Ein katastrophales Ereignis im Jahr 1856 besiegelte das Schicksal des ursprünglichen Palastes. Ein Blitzeinschlag entzündete Schießpulver, das in der benachbarten Johanneskirche gelagert wurde, und verursachte eine gewaltige Explosion, die den größten Teil des Gebäudes zerstörte. Nur das Erdgeschoss und Teile der Eingangstürme blieben erhalten.
Ein Wiederaufbau im 20. Jahrhundert
Während der italienischen Besetzung des Dodekanes wurde der Palast zwischen 1937 und 1940 aufwendig wiederaufgebaut. Unter der Leitung von Architekten wie Vittorio Mesturino und Armando Bernabiti war dieses Projekt keine historisch getreue Rekonstruktion. Stattdessen schuf man ein pseudo-mittelalterliches Bauwerk, das als imperiales Machtsymbol dienen sollte.
Der wiederaufgebaute Palast sollte als Ferienresidenz für den italienischen König Viktor Emanuel III. und Benito Mussolini dienen, dessen Name noch heute auf einer Tafel nahe des Eingangs zu finden ist. Um die prunkvollen neuen Innenräume zu schmücken, wurden viele aufwendige Mosaikböden von anderen italienisch besetzten Inseln herbeigeschafft, hauptsächlich aus Gebäuden auf Kos.
Der Palast heute: Museum und kulturelles Zentrum
Nachdem Rhodos 1948 von Griechenland annektiert wurde, wandelte man den Palast in ein öffentliches Museum um. Heute ist er das bedeutendste Monument in der mittelalterlichen Stadt von Rhodos, die zum UNESCO-Weltkulturerbe gehört. Von seinen 158 Zimmern sind 24 für die Öffentlichkeit zugänglich.
Im Erdgeschoss sind zwei Dauerausstellungen untergebracht: eine über die Geschichte des antiken Rhodos und eine weitere, die die Zeit vom frühen Christentum bis zur türkischen Eroberung 1522 behandelt. Im ersten Stock können Besucher die prachtvoll restaurierten Säle wie den Großen Ratssaal und den Speisesaal sowie die Privatgemächer des Großmeisters erkunden. Der Palast dient außerdem als lebendiger Kulturort für Konzerte, Kunstausstellungen und offizielle Zeremonien.
FAQ
Ist der Großmeisterpalast das originale mittelalterliche Gebäude?

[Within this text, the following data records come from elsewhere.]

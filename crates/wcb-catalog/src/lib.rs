//! Catalog adapter.
//!
//! Implements the core `CatalogPort` over the downstream catalog's HTTP
//! API: one POST per flushed product, plus a best-effort vendor
//! notification. Any `status != "success"` in the response body counts as
//! a rejection, not a crash.

use async_trait::async_trait;
use serde::Deserialize;

use wcb_core::{
    domain::VendorCode,
    ports::{CatalogPort, Confirmation, ProductSubmission, SubmitError},
    Result,
};

#[derive(Clone, Debug)]
pub struct CatalogClient {
    submit_url: String,
    vendor_url: Option<String>,
    http: reqwest::Client,
}

/// Response envelope from the catalog.
#[derive(Debug, Deserialize)]
struct CatalogResponse {
    #[serde(default)]
    status: String,
    #[serde(default)]
    message: Option<String>,
    #[serde(default)]
    product: Option<Confirmation>,
}

impl CatalogClient {
    pub fn new(
        submit_url: impl Into<String>,
        vendor_url: Option<String>,
        timeout: std::time::Duration,
    ) -> Self {
        let http = reqwest::Client::builder()
            .timeout(timeout)
            .build()
            .expect("reqwest client build");
        Self {
            submit_url: submit_url.into(),
            vendor_url,
            http,
        }
    }
}

#[async_trait]
impl CatalogPort for CatalogClient {
    async fn submit_product(
        &self,
        submission: &ProductSubmission,
    ) -> std::result::Result<Confirmation, SubmitError> {
        let resp = self
            .http
            .post(&self.submit_url)
            .json(submission)
            .send()
            .await
            .map_err(|e| SubmitError::Transport(e.to_string()))?;

        let http_status = resp.status();
        let body: CatalogResponse = match resp.json().await {
            Ok(b) => b,
            Err(e) if http_status.is_success() => {
                return Err(SubmitError::Transport(format!(
                    "catalog returned unreadable body: {e}"
                )));
            }
            Err(_) => {
                return Err(SubmitError::Rejected(format!("HTTP {http_status}")));
            }
        };

        if !http_status.is_success() || body.status != "success" {
            let detail = body
                .message
                .filter(|m| !m.trim().is_empty())
                .unwrap_or_else(|| format!("HTTP {http_status}, status={:?}", body.status));
            return Err(SubmitError::Rejected(detail));
        }

        Ok(body.product.unwrap_or_default())
    }

    async fn register_vendor(&self, code: &VendorCode) -> Result<()> {
        // No real vendor-creation API exists on the catalog side. When no
        // endpoint is configured this stays a local log line.
        let Some(url) = &self.vendor_url else {
            tracing::info!(vendor = %code, "vendor registered (local tracking only)");
            return Ok(());
        };

        let payload = serde_json::json!({ "vendor": code.as_str() });
        match self.http.post(url).json(&payload).send().await {
            Ok(resp) if resp.status().is_success() => {
                tracing::info!(vendor = %code, "vendor registered with catalog");
            }
            Ok(resp) => {
                tracing::warn!(vendor = %code, status = %resp.status(), "vendor notification rejected");
            }
            Err(e) => {
                tracing::warn!(vendor = %code, error = %e, "vendor notification failed");
            }
        }
        Ok(())
    }
}

#[cfg(test)]
mod tests {
    use super::*;

    #[test]
    fn response_envelope_parses_success_shape() {
        let body: CatalogResponse = serde_json::from_str(
            r#"{
                "status": "success",
                "product": {
                    "title": "Red Dress",
                    "price": "1499",
                    "sku": "AB12C",
                    "vendor": "ACME"
                }
            }"#,
        )
        .unwrap();

        assert_eq!(body.status, "success");
        let p = body.product.unwrap();
        assert_eq!(p.title.as_deref(), Some("Red Dress"));
        assert_eq!(p.sku.as_deref(), Some("AB12C"));
    }

    #[test]
    fn response_envelope_parses_failure_shape() {
        let body: CatalogResponse =
            serde_json::from_str(r#"{"status": "error", "message": "Description is required"}"#)
                .unwrap();
        assert_eq!(body.status, "error");
        assert_eq!(body.message.as_deref(), Some("Description is required"));
        assert!(body.product.is_none());
    }

    #[test]
    fn response_envelope_tolerates_missing_fields() {
        let body: CatalogResponse = serde_json::from_str("{}").unwrap();
        assert_eq!(body.status, "");
        assert!(body.message.is_none());
    }
}
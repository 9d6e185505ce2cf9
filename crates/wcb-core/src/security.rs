use crate::domain::SenderId;

/// Allow-list gate applied before any state machine work.
///
/// Pure function; an empty allow-list rejects everything, so a
/// misconfigured deployment fails closed.
pub fn is_allowed_sender(sender: &SenderId, allowed: &[String]) -> bool {
    if allowed.is_empty() {
        return false;
    }
    allowed.iter().any(|a| a == sender.as_str())
}
//! Framework-independent player logic: the session state machine, transport
//! arithmetic and the media element port it drives.

pub mod media;
pub mod session;
pub mod transport;

pub use media::MediaElement;
pub use session::{ParentRequest, PlaybackSession, RenderInputs};
pub use transport::{ControlRole, ScrubGesture};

Nein, der Palast, den man heute sieht, ist größtenteils ein Wiederaufbau aus dem 20. Jahrhundert. Das ursprüngliche Bauwerk wurde 1856 bei einer Schießpulverexplosion weitgehend zerstört. Das heutige Gebäude wurde zwischen 1937 und 1940 von den Italienern in einem pseudo-mittelalterlichen Stil errichtet.
Was gibt es im Großmeisterpalast?
Der Palast dient als Museum. Im Erdgeschoss gibt es Ausstellungen über das antike und mittelalterliche Rhodos. Im ersten Stock befinden sich restaurierte Prunksäle, die Gemächer des Großmeisters und aufwendige Mosaikböden, von denen viele während des italienischen Wiederaufbaus von der Insel Kos hierher gebracht wurden.
Warum wurde der Großmeisterpalast im 20. Jahrhundert wiederaufgebaut?
Während der italienischen Besetzung von Rhodos wurde der Palast zwischen 1937 und 1940 wiederaufgebaut, um als Symbol italienischer Macht und als Ferienresidenz für den italienischen König Viktor Emanuel III. und Benito Mussolini zu dienen.
Befand sich der Koloss von Rhodos am Standort des Palastes?
Es ist nicht bestätigt, aber einige Studien deuten darauf hin, dass sich am Standort des Palastes, der ursprünglich eine byzantinische Zitadelle war, ein antiker Tempel für den Sonnengott Helios befunden haben könnte, und möglicherweise auch der Koloss von Rhodos.